Domingo, 19 de Diciembre de 2021

En Navidad, José salía a caminar -con su cayado y su silencio- por los alrededores de la casa, nutriendo su corazón de ruiseñor con el paisaje y el entorno donde crecía Jesús: la carpintería, el patio hacendoso de María y los animalitos.

Y cuando se sentaba a mirar el horizonte, daba gracias a Dios por el don de disfrutar las bondades caseras y gozar las picardías de su hijo bendito al bajar frutas y correr tras los perros y los pájaros.

Después, iba a la orilla del lago a tirar piedrecitas y soñar, escuchar cada susurro del viento, el rumor bajito de las olas o las campanas tañendo lejanas.

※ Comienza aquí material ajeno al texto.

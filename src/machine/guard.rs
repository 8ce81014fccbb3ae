//! Non-reentrant exclusion guard around transition execution.
//!
//! This is a try-acquire flag, not a queue: a second caller is turned away
//! instead of waiting.

use std::sync::atomic::{AtomicBool, Ordering};

#[derive(Debug, Default)]
pub(crate) struct TransitionGuard {
    busy: AtomicBool,
}

/// Held while a transition runs. Dropping it releases the guard on every
/// exit path, including errors, panics and cancelled futures.
#[must_use]
pub(crate) struct GuardToken<'a> {
    guard: &'a TransitionGuard,
}

impl TransitionGuard {
    pub(crate) fn new() -> Self {
        Self::default()
    }

    pub(crate) fn try_acquire(&self) -> Option<GuardToken<'_>> {
        self.try_lock().then_some(GuardToken { guard: self })
    }

    /// Acquire without a token. The caller must pair it with `unlock`.
    pub(crate) fn try_lock(&self) -> bool {
        self.busy
            .compare_exchange(false, true, Ordering::Acquire, Ordering::Relaxed)
            .is_ok()
    }

    pub(crate) fn unlock(&self) {
        self.busy.store(false, Ordering::Release);
    }

    pub(crate) fn is_held(&self) -> bool {
        self.busy.load(Ordering::Acquire)
    }
}

impl Drop for GuardToken<'_> {
    fn drop(&mut self) {
        self.guard.unlock();
    }
}

#[cfg(test)]
mod tests {
    use super::*;

    #[test]
    fn second_acquire_fails_while_held() {
        let guard = TransitionGuard::new();
        let token = guard.try_acquire();

        assert!(token.is_some());
        assert!(guard.is_held());
        assert!(guard.try_acquire().is_none());
    }

    #[test]
    fn dropping_token_releases() {
        let guard = TransitionGuard::new();
        drop(guard.try_acquire());

        assert!(!guard.is_held());
        assert!(guard.try_acquire().is_some());
    }

    #[test]
    fn release_happens_on_panic() {
        let guard = TransitionGuard::new();
        let result = std::panic::catch_unwind(std::panic::AssertUnwindSafe(|| {
            let _token = guard.try_acquire();
            panic!("callback failed");
        }));

        assert!(result.is_err());
        assert!(!guard.is_held());
    }
}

Y luego volvía, para encender un viejo farolito -con una vela cariñosa-, que iluminaba su rincón de fantasía.

El escenario era de una intimidad tal, que le sugería un encanto parecido al suspiro del viento, a las sombras de los colores, o a todo aquello semejante a la ternura que entibiaba su alma.

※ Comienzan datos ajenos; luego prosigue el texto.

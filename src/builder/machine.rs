//! Builder for machine instances.

use crate::builder::configuration::Configuration;
use crate::builder::error::ConfigurationError;
use crate::core::{State, Trigger};
use crate::machine::{
    AwaitableStateMachine, BlockingStateMachine, Executor, ExecutorOptions, Hooks, InvalidState,
    QueuedStateMachine, ScheduledStateMachine, Scheduler, StateMachine, TransitionEvent,
    UnhandledTrigger,
};
use std::sync::Arc;
use tracing::{debug, warn};

/// Creates a machine from a finished [`Configuration`].
///
/// The configuration is moved into the machine and can no longer change.
/// Listeners registered here are in place before the first transition.
///
/// # Example
///
/// ```rust
/// use liquid_fsm::builder::{Configuration, MachineBuilder};
///
/// #[derive(Clone, Copy, PartialEq, Eq, Hash, Debug)]
/// enum Door { Open, Closed }
/// #[derive(Clone, Copy, PartialEq, Eq, Hash, Debug)]
/// enum Push { Close }
///
/// let mut config = Configuration::new();
/// config.configure(Door::Open).permit(Push::Close, Door::Closed)?;
///
/// let machine = MachineBuilder::new(config)
///     .initial(Door::Open)
///     .name("front-door")
///     .track_history(16)
///     .build()?;
/// machine.fire(Push::Close)?;
/// assert_eq!(machine.history().map(|h| h.len()), Some(1));
/// # Ok::<(), Box<dyn std::error::Error>>(())
/// ```
pub struct MachineBuilder<S, T> {
    configuration: Configuration<S, T>,
    initial: Option<S>,
    name: Option<String>,
    history_limit: Option<usize>,
    hooks: Hooks<S, T>,
}

impl<S: State, T: Trigger> MachineBuilder<S, T> {
    pub fn new(configuration: Configuration<S, T>) -> Self {
        Self {
            configuration,
            initial: None,
            name: None,
            history_limit: None,
            hooks: Hooks::new(),
        }
    }

    /// Starting state. Without one, or if it is not configured, the machine
    /// starts in the first state that was configured.
    pub fn initial(mut self, state: S) -> Self {
        self.initial = Some(state);
        self
    }

    /// Name attached to log records.
    pub fn name(mut self, name: impl Into<String>) -> Self {
        self.name = Some(name.into());
        self
    }

    /// Keep the last `limit` transitions.
    pub fn track_history(mut self, limit: usize) -> Self {
        self.history_limit = Some(limit);
        self
    }

    pub fn on_transition_started<F>(self, listener: F) -> Self
    where
        F: Fn(&TransitionEvent<S, T>) + Send + Sync + 'static,
    {
        self.hooks.add_started(Arc::new(listener));
        self
    }

    pub fn on_transition_executed<F>(self, listener: F) -> Self
    where
        F: Fn(&TransitionEvent<S, T>) + Send + Sync + 'static,
    {
        self.hooks.add_executed(Arc::new(listener));
        self
    }

    pub fn on_unhandled_trigger<F>(self, handler: F) -> Self
    where
        F: Fn(&UnhandledTrigger<S, T>) + Send + Sync + 'static,
    {
        self.hooks.set_unhandled(Arc::new(handler));
        self
    }

    pub fn on_invalid_state<F>(self, handler: F) -> Self
    where
        F: Fn(&InvalidState<S, T>) + Send + Sync + 'static,
    {
        self.hooks.set_invalid_state(Arc::new(handler));
        self
    }

    /// Synchronous machine. Fails if any callback, guard or resolver is async.
    pub fn build(self) -> Result<StateMachine<S, T>, ConfigurationError> {
        self.into_executor(false).map(StateMachine::from_executor)
    }

    /// Synchronous machine shared between threads. Fails if any callback,
    /// guard or resolver is async.
    pub fn build_blocking(self) -> Result<BlockingStateMachine<S, T>, ConfigurationError> {
        self.into_executor(false)
            .map(BlockingStateMachine::from_executor)
    }

    pub fn build_awaitable(self) -> Result<AwaitableStateMachine<S, T>, ConfigurationError> {
        self.into_executor(true)
            .map(AwaitableStateMachine::from_executor)
    }

    pub fn build_queued(self) -> Result<QueuedStateMachine<S, T>, ConfigurationError> {
        self.into_executor(true).map(QueuedStateMachine::from_executor)
    }

    pub fn build_scheduled<X: Scheduler>(
        self,
        scheduler: X,
    ) -> Result<ScheduledStateMachine<S, T>, ConfigurationError> {
        let executor = self.into_executor(true)?;
        Ok(ScheduledStateMachine::from_executor(
            executor,
            Arc::new(scheduler),
        ))
    }

    fn into_executor(self, allow_async: bool) -> Result<Executor<S, T>, ConfigurationError> {
        let Some(first) = self.configuration.first_state().cloned() else {
            return Err(ConfigurationError::EmptyConfiguration);
        };
        if !allow_async {
            if let Some(state) = self.configuration.find_async_state() {
                return Err(ConfigurationError::AsyncCallbackInSyncMachine {
                    state: format!("{state:?}"),
                });
            }
        }

        let initial = match self.initial {
            Some(state) if self.configuration.contains(&state) => state,
            Some(state) => {
                warn!(requested = ?state, fallback = ?first, "initial state not configured, using first configured state");
                first
            }
            None => first,
        };

        let executor = Executor::new(
            Arc::new(self.configuration),
            initial,
            ExecutorOptions {
                name: self.name,
                history_limit: self.history_limit,
            },
            self.hooks,
        );
        debug!(machine = %executor.id(), initial = ?executor.current_state(), "machine created");
        Ok(executor)
    }
}

#[cfg(test)]
mod tests {
    use super::*;
    use std::sync::Mutex;

    #[derive(Clone, Copy, PartialEq, Eq, Hash, Debug)]
    enum Stage {
        Draft,
        Review,
        Published,
    }

    #[derive(Clone, Copy, PartialEq, Eq, Hash, Debug)]
    enum Step {
        Submit,
        Approve,
    }

    fn workflow() -> Configuration<Stage, Step> {
        let mut config = Configuration::new();
        config.configure(Stage::Draft).permit(Step::Submit, Stage::Review).unwrap();
        config
            .configure(Stage::Review)
            .permit(Step::Approve, Stage::Published)
            .unwrap();
        config
    }

    #[test]
    fn empty_configuration_is_rejected() {
        let result = MachineBuilder::<Stage, Step>::new(Configuration::new()).build();

        assert!(matches!(result, Err(ConfigurationError::EmptyConfiguration)));
    }

    #[test]
    fn missing_initial_state_falls_back_to_first_configured() {
        let machine = MachineBuilder::new(workflow()).build().unwrap();

        assert_eq!(machine.current_state(), Stage::Draft);
    }

    #[test]
    fn unknown_initial_state_falls_back_to_first_configured() {
        let mut config = Configuration::new();
        config.configure(Stage::Review).permit(Step::Approve, Stage::Draft).unwrap();

        let machine = MachineBuilder::new(config)
            .initial(Stage::Published)
            .build()
            .unwrap();

        assert_eq!(machine.current_state(), Stage::Review);
    }

    #[test]
    fn listeners_registered_on_builder_see_first_transition() {
        let seen = Arc::new(Mutex::new(Vec::new()));
        let sink = Arc::clone(&seen);

        let machine = MachineBuilder::new(workflow())
            .initial(Stage::Draft)
            .name("articles")
            .on_transition_executed(move |event| sink.lock().unwrap().push((event.from, event.to)))
            .build()
            .unwrap();
        machine.fire(Step::Submit).unwrap();

        assert_eq!(machine.name(), Some("articles"));
        assert_eq!(*seen.lock().unwrap(), vec![(Stage::Draft, Stage::Review)]);
    }

    #[test]
    fn history_is_off_unless_requested() {
        let plain = MachineBuilder::new(workflow()).build().unwrap();
        let tracked = MachineBuilder::new(workflow()).track_history(1).build().unwrap();

        plain.fire(Step::Submit).unwrap();
        tracked.fire(Step::Submit).unwrap();
        tracked.fire(Step::Approve).unwrap();

        assert!(plain.history().is_none());
        let history = tracked.history().unwrap();
        assert_eq!(history.len(), 1);
        assert_eq!(history.last().unwrap().to, Stage::Published);
    }

    #[test]
    fn async_shapes_need_an_async_machine() {
        let mut config = workflow();
        config.configure(Stage::Published).on_entry_async(|| async {});

        let sync = MachineBuilder::new(config.clone()).build();
        let awaitable = MachineBuilder::new(config).build_awaitable();

        assert_eq!(
            sync.err(),
            Some(ConfigurationError::AsyncCallbackInSyncMachine {
                state: "Published".to_string()
            })
        );
        assert!(awaitable.is_ok());
    }
}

Así era el ir y venir de sus sueños, igual a la ruta de las hojas que caen y a los cantos de las aves, antes de recluirse en su telón vespertino y adormecerse en los linderos de la serenidad azul de su espíritu.

Su corazón había aprendido que hay una melancolía buena, esa que traza callejas por donde se van plantando las huellas nobles del tiempo y orientan los pasos hacia la dimensión sagrada de la vida.

La celebración navideña era -como todo lo suyo-, sencilla, sola, paciente y callada, con en esa placidez que había aprendido a tupir en su pecho, parecida a un jardín de flores, o a una bandada de mariposas batiendo su nostalgia.